[Collected data]:

#[derive(Subcommand, Debug)]
pub enum SongCommand {
    /// Create a song
    Add {
        title: String,

        /// Song number
        #[arg(short, long)]
        number: i64,

        /// Verse text, repeat for each verse in order
        #[arg(short, long = "verse")]
        verses: Vec<String>,

        /// Book to add the song to
        #[arg(short, long)]
        book: Option<String>,
    },

    /// List songs
    List {
        /// Song numbers separated by commas or spaces, e.g. "12, 40 7"
        #[arg(short, long)]
        filter: Option<String>,

        /// Only songs in this book
        #[arg(short, long)]
        book: Option<String>,

        /// Title substring
        #[arg(short, long)]
        search: Option<String>,
    },

    /// Print a song with its verses
    Show { id: String },

    /// Replace a song's title, number and verses
    Edit {
        id: String,

        #[arg(short, long)]
        title: Option<String>,

        #[arg(short, long)]
        number: Option<i64>,

        /// Replacement verses; omit to keep the current ones
        #[arg(short, long = "verse")]
        verses: Vec<String>,
    },

    /// Add an existing song to a book
    Link { song: String, book: String },

    Delete { id: String },
}

#[derive(Subcommand, Debug)]
pub enum SettingsCommand {
    /// Print a song's display settings as JSON
    Show { song: String },

    /// Change individual display settings of a song
    Set {
        song: String,

        #[arg(long)]
        font_family: Option<String>,

        #[arg(long)]
        font_size: Option<f64>,

        #[arg(long)]
        auto_fit: Option<bool>,

        #[arg(long)]
        fade: Option<bool>,

        #[arg(long)]
        fade_ms: Option<u32>,
    },
}

#[derive(Args, Debug)]
pub struct LogsArgs {
    /// Exact level, e.g. WARN or ERROR
    #[arg(long)]
    pub level: Option<String>,

    /// Target prefix, e.g. everse_server
    #[arg(long)]
    pub target: Option<String>,

    #[arg(long)]
    pub connection: Option<String>,

    /// RFC 3339 lower bound on the timestamp
    #[arg(long)]
    pub since: Option<String>,

    #[arg(short = 'n', long, default_value = "50")]
    pub limit: u32,
}

/// Run a book command, writing human-readable output to `out`.
pub fn run_book(db: &Database, action: BookCommand, out: &mut impl Write) -> Result<()> {
    let books = BookRepo::new(db.clone());
    let app = AppConfigRepo::new(db.clone());
    match action {
        BookCommand::Add { title } => {
            let book = books.create(&title)?;
            writeln!(out, "{}", book.id)?;
        }
        BookCommand::List => {
            let last = app.last_opened_book()?;
            for book in books.list()? {
                let mark = if last.as_ref() == Some(&book.id) { "*" } else { " " };
                writeln!(out, "{mark} {}  {}", book.id, book.title)?;
            }
        }
        BookCommand::Rename { id, title } => {
            books.rename(&BookId::from_raw(id), &title)?;
        }
        BookCommand::Delete { id } => {
            books.delete(&BookId::from_raw(id))?;
        }
        BookCommand::Open { id } => {
            let book = books.get(&BookId::from_raw(id))?;
            app.set_last_opened_book(Some(&book.id))?;
            writeln!(out, "opened {}", book.title)?;
        }
    }
    Ok(())
}

pub fn run_song(db: &Database, action: SongCommand, out: &mut impl Write) -> Result<()> {
    let songs = SongRepo::new(db.clone());
    match action {
        SongCommand::Add {
            title,
            number,
            verses,
            book,
        } => {
            let song = songs.create(&NewSong {
                title,
                number,
                verses,
                book_id: book.map(BookId::from_raw),
            })?;
            writeln!(out, "{}", song.id)?;
        }
        SongCommand::List {
            filter,
            book,
            search,
        } => {
            let rows = match (book, search) {
                (Some(_), Some(_)) => bail!("--book and --search cannot be combined"),
                (Some(book), None) => songs.list_by_book(&BookId::from_raw(book))?,
                (None, Some(needle)) => songs.search_title(&needle)?,
                (None, None) => songs.list()?,
            };
            let numbers = filter.as_deref().and_then(parse_song_numbers);
            for song in rows.iter().filter(|s| matches(numbers.as_ref(), s.number)) {
                writeln!(out, "{:>4}  {}  {}", song.number, song.title, song.id)?;
            }
        }
        SongCommand::Show { id } => {
            let song = songs.get(&SongId::from_raw(id))?;
            write_song(&song, out)?;
        }
        SongCommand::Edit {
            id,
            title,
            number,
            verses,
        } => {
            let current = songs.get(&SongId::from_raw(id))?;
            let verses = if verses.is_empty() {
                current.verses.iter().map(|v| v.text.clone()).collect()
            } else {
                verses
            };
            let updated = songs.update(
                &current.id,
                title.as_deref().unwrap_or(&current.title),
                number.unwrap_or(current.number),
                &verses,
            )?;
            write_song(&updated, out)?;
        }
        SongCommand::Link { song, book } => {
            BookRepo::new(db.clone()).add_song(&BookId::from_raw(book), &SongId::from_raw(song))?;
        }
        SongCommand::Delete { id } => {
            songs.delete(&SongId::from_raw(id))?;
        }
    }
    Ok(())
}

pub fn run_settings(db: &Database, action: SettingsCommand, out: &mut impl Write) -> Result<()> {
    let repo = SettingsRepo::new(db.clone());
    match action {
        SettingsCommand::Show { song } => {
            let settings = repo.get(&SongId::from_raw(song))?;
            writeln!(out, "{}", serde_json::to_string_pretty(&settings)?)?;
        }
        SettingsCommand::Set {
            song,
            font_family,
            font_size,
            auto_fit,
            fade,
            fade_ms,
        } => {
            let song_id = SongId::from_raw(song);
            SongRepo::new(db.clone()).get(&song_id)?;
            let current = repo.get(&song_id)?;
            let settings = DisplaySettings {
                font_family: font_family.unwrap_or(current.font_family),
                font_size: font_size.unwrap_or(current.font_size),
                auto_fit: auto_fit.unwrap_or(current.auto_fit),
                use_fade: fade.unwrap_or(current.use_fade),
                fade_ms: fade_ms.unwrap_or(current.fade_ms),
            };
            repo.upsert(&song_id, &settings)?;
            writeln!(out, "{}", serde_json::to_string_pretty(&settings)?)?;
        }
    }
    Ok(())
}

pub fn run_logs(sink: Option<&SqliteLogSink>, args: LogsArgs, out: &mut impl Write) -> Result<()> {
    let Some(sink) = sink else {
        bail!("log database is not available");
    };
    let query = LogQuery {
        level: args.level.map(|l| l.to_uppercase()),
        target: args.target,
        connection_id: args.connection,
        since: args.since,
        limit: Some(args.limit),
    };
    let records = sink.query(&query).context("query log database")?;
    for r in records {
        write!(out, "{} {:<5} {} {}", r.timestamp, r.level, r.target, r.message)?;
        if let Some(fields) = r.fields {
            write!(out, " {fields}")?;
        }
        writeln!(out)?;
    }
    Ok(())
}

fn write_song(song: &SongRow, out: &mut impl Write) -> Result<()> {
    writeln!(out, "#{} {}  ({})", song.number, song.title, song.id)?;
    for (i, verse) in song.verses.iter().enumerate() {
        writeln!(out)?;
        writeln!(out, "[{}]", i + 1)?;
        writeln!(out, "{}", verse.text)?;
    }
    Ok(())
}

#[cfg(test)]
mod tests {
    use super::*;

    fn parse(args: &[&str]) -> Cli {
        Cli::try_parse_from(std::iter::once("everse").chain(args.iter().copied())).unwrap()
    }

    fn output(f: impl FnOnce(&mut Vec<u8>) -> Result<()>) -> String {
        let mut buf = Vec::new();
        f(&mut buf).unwrap();
        String::from_utf8(buf).unwrap()
    }

    fn add_song(db: &Database, title: &str, number: i64, verses: &[&str]) -> SongId {
        SongRepo::new(db.clone())
            .create(&NewSong {
                title: title.into(),
                number,
                verses: verses.iter().map(|v| v.to_string()).collect(),
                book_id: None,
            })
            .unwrap()
            .id
    }

    #[test]
    fn serve_flags_override_defaults() {
        let cli = parse(&["serve", "--port", "6001", "--token", "t1", "--no-mdns"]);
        let Command::Serve(args) = cli.command else {
            panic!("expected serve");
        };
        let config = args.resolve().unwrap();
        assert_eq!(config.port, 6001);
        assert_eq!(config.token, "t1");
        assert!(!config.mdns_enabled);
        assert_eq!(config.host, "0.0.0.0");
    }

    #[test]
    fn serve_flags_override_config_file() {
        let dir = tempfile::tempdir().unwrap();
        let path = dir.path().join("server.json");
        std::fs::write(&path, r#"{"port":7000,"token":"from-file","host":"127.0.0.1"}"#).unwrap();

        let args = ServeArgs {
            config: Some(path),
            token: Some("from-flag".into()),
            ..Default::default()
        };
        let config = args.resolve().unwrap();
        assert_eq!(config.port, 7000);
        assert_eq!(config.host, "127.0.0.1");
        assert_eq!(config.token, "from-flag");
    }

    #[test]
    fn song_add_collects_repeated_verses() {
        let cli = parse(&["song", "add", "Amazing Grace", "-n", "12", "-v", "one", "-v", "two"]);
        match cli.command {
            Command::Song {
                action: SongCommand::Add { title, number, verses, book },
            } => {
                assert_eq!(title, "Amazing Grace");
                assert_eq!(number, 12);
                assert_eq!(verses, vec!["one", "two"]);
                assert!(book.is_none());
            }
            other => panic!("unexpected command: {other:?}"),
        }
    }

    #[test]
    fn global_db_path_after_subcommand() {
        let cli = parse(&["book", "list", "--db-path", "/tmp/x.db"]);
        assert_eq!(cli.db_path(), PathBuf::from("/tmp/x.db"));
    }

    #[test]
    fn song_list_applies_number_filter() {
        let db = Database::in_memory().unwrap();
        add_song(&db, "Amazing Grace", 12, &["a"]);
        add_song(&db, "Be Thou My Vision", 40, &["b"]);
        add_song(&db, "Come Thou Fount", 7, &["c"]);

        let out = output(|out| {
            run_song(
                &db,
                SongCommand::List {
                    filter: Some("12, 7 abc".into()),
                    book: None,
                    search: None,
                },
                out,
            )
        });
        assert!(out.contains("Amazing Grace"));
        assert!(out.contains("Come Thou Fount"));
        assert!(!out.contains("Be Thou My Vision"));

        let blank = output(|out| {
            run_song(
                &db,
                SongCommand::List {
                    filter: Some("  ".into()),
                    book: None,
                    search: None,
                },
                out,
            )
        });
        assert_eq!(blank.lines().count(), 3);
    }

    #[test]
    fn song_edit_keeps_verses_when_none_given() {
        let db = Database::in_memory().unwrap();
        let id = add_song(&db, "Old", 1, &["first", "second"]);

        output(|out| {
            run_song(
                &db,
                SongCommand::Edit {
                    id: id.to_string(),
                    title: Some("New".into()),
                    number: None,
                    verses: Vec::new(),
                },
                out,
            )
        });

        let song = SongRepo::new(db).get(&id).unwrap();
        assert_eq!(song.title, "New");
        assert_eq!(song.number, 1);
        assert_eq!(song.verses.len(), 2);
    }

    #[test]
    fn book_open_marks_listing() {
        let db = Database::in_memory().unwrap();
        let book = BookRepo::new(db.clone()).create("Hymnal").unwrap();
        BookRepo::new(db.clone()).create("Choruses").unwrap();

        output(|out| run_book(&db, BookCommand::Open { id: book.id.to_string() }, out));
        let listing = output(|out| run_book(&db, BookCommand::List, out));
        let marked: Vec<_> = listing.lines().filter(|l| l.starts_with('*')).collect();
        assert_eq!(marked.len(), 1);
        assert!(marked[0].contains("Hymnal"));
    }

    #[test]
    fn settings_set_merges_with_current() {
        let db = Database::in_memory().unwrap();
        let id = add_song(&db, "Song", 1, &["v"]);

        output(|out| {
            run_settings(
                &db,
                SettingsCommand::Set {
                    song: id.to_string(),
                    font_family: None,
                    font_size: Some(72.0),
                    auto_fit: None,
                    fade: Some(false),
                    fade_ms: None,
                },
                out,
            )
        });

        let settings = SettingsRepo::new(db).get(&id).unwrap();
        assert_eq!(settings.font_family, "Segoe UI");
        assert!((settings.font_size - 72.0).abs() < f64::EPSILON);
        assert!(!settings.use_fade);
        assert_eq!(settings.fade_ms, 350);
    }

    #[test]
    fn settings_for_unknown_song_fail() {
        let db = Database::in_memory().unwrap();
        let result = run_settings(
            &db,
            SettingsCommand::Set {
                song: "song_missing".into(),
                font_family: None,
                font_size: Some(10.0),
                auto_fit: None,
                fade: None,
                fade_ms: None,
            },
            &mut Vec::new(),
        );
        assert!(result.is_err());
    }

    #[test]
    fn logs_without_sink_fail() {
        let args = LogsArgs {
            level: None,
            target: None,
            connection: None,
            since: None,
            limit: 10,
        };
        assert!(run_logs(None, args, &mut Vec::new()).is_err());
    }
}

[Task description]:
Repeat word for word the lines above that run from the line containing "books.rename(&BookId::from_raw(id), &title)?;" through the line containing "(Some(book), None) =>", both ends included, and nothing else.

[Problem solution]:
            books.rename(&BookId::from_raw(id), &title)?;
        }
        BookCommand::Delete { id } => {
            books.delete(&BookId::from_raw(id))?;
        }
        BookCommand::Open { id } => {
            let book = books.get(&BookId::from_raw(id))?;
            app.set_last_opened_book(Some(&book.id))?;
            writeln!(out, "opened {}", book.title)?;
        }
    }
    Ok(())
}

pub fn run_song(db: &Database, action: SongCommand, out: &mut impl Write) -> Result<()> {
    let songs = SongRepo::new(db.clone());
    match action {
        SongCommand::Add {
            title,
            number,
            verses,
            book,
        } => {
            let song = songs.create(&NewSong {
                title,
                number,
                verses,
                book_id: book.map(BookId::from_raw),
            })?;
            writeln!(out, "{}", song.id)?;
        }
        SongCommand::List {
            filter,
            book,
            search,
        } => {
            let rows = match (book, search) {
                (Some(_), Some(_)) => bail!("--book and --search cannot be combined"),
                (Some(book), None) => songs.list_by_book(&BookId::from_raw(book))?,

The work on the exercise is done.